There are two types of electrochemical storage: solid state batteries and flow batteries. Solid state batteries are known as ‘closed systems’ such as Lithium ion (where the relationship between power (kW) and energy (kWh) is a fixed ratio) and the energy is stored as an electrode. Flow batteries (redox and hybrids) are also referred to as ‘open systems’. In flow batteries, the energy is stored in the form of electrolytes (an aqueous solution) and power and energy can be independently sized.

Lithium Ion technology is experiencing rapid market growth. However, it still faces challenges of flexibility, scalability, safe operation and environmentally friendly recycling, which grow exponentially in the MW market of renewables. Flow batteries offer a viable alternative.

Vanadium Redox Battery

Vanadium redox batteries are formed of two independent sections: power and energy. The power section consists of electrochemical cells that convert chemical energy to electrical energy (and vice versa). The energy section consists of two tanks (positive and negative) in which the energy is stored in chemical form in a solution called the electrolytes.
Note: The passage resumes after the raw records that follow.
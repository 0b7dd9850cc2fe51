//! Transport errors.

use std::io;
use std::time::Duration;

/// Why sending to a printer failed.
#[non_exhaustive]
#[derive(Debug, thiserror::Error)]
pub enum PrintError {
    /// Nothing is listening on the printer port.
    #[error("connection refused by {addr}")]
    ConnectionRefused {
        /// Address that refused.
        addr: String,
        /// OS error.
        #[source]
        source: io::Error,
    },

    /// The connect timeout elapsed.
    #[error("timed out connecting to {addr} after {timeout:?}")]
    ConnectionTimeout {
        /// Address being dialled.
        addr: String,
        /// Timeout that elapsed.
        timeout: Duration,
        /// OS error.
        #[source]
        source: io::Error,
    },

    /// Any other failure while opening or configuring the socket.
    #[error("could not connect to {addr}")]
    ConnectionFailed {
        /// Address being dialled.
        addr: String,
        /// OS error.
        #[source]
        source: io::Error,
    },

    /// The address text is empty or unusable.
    #[error("invalid printer address {0:?}")]
    InvalidAddress(String),

    /// Name resolution returned nothing.
    #[error("no address found for {0}")]
    NoAddressFound(String),

    /// Writing label data failed part way.
    #[error("write to printer failed: {0}")]
    WriteFailed(#[source] io::Error),

    /// Every attempt allowed by the retry policy failed.
    #[error("giving up after {attempts} attempts")]
    RetriesExhausted {
        /// Attempts made.
        attempts: u32,
        /// Error of the final attempt.
        #[source]
        last_error: Box<PrintError>,
    },

    /// A configuration value is out of range.
    #[error("invalid configuration: {0}")]
    InvalidConfig(String),
}

impl PrintError {
    /// Whether trying the same operation again may succeed.
    pub fn is_retryable(&self) -> bool {
        matches!(
            self,
            PrintError::ConnectionTimeout { .. } | PrintError::WriteFailed(_)
        )
    }
}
Each cell is made of two compartments, one with a positive electrode, the other with a negative electrode, separated by a membrane. The electrolytes are pumped from the tanks into the two compartments and come into contact with the electrodes. Through a chemical reaction called redox (reduction-oxidation) the composition of the electrolytes changes, creating a shortage of electrons at the positive electrode and a surplus at the negative electrode.

During the discharging cycle (when the battery supplies energy), electrons flow from the negative to the positive terminal, generating an electrical current. During the charging cycle (when the battery is accumulating electricity from external sources), an electrical current is applied to reverse the redox reaction.

HydraRedox has developed a radically new approach to vanadium redox which addresses and overcomes the shortcomings and limitations of conventional redox flow technology and offers a cost-effective solution for large scale energy storage with a product ready to match the requirements of the renewable sector today.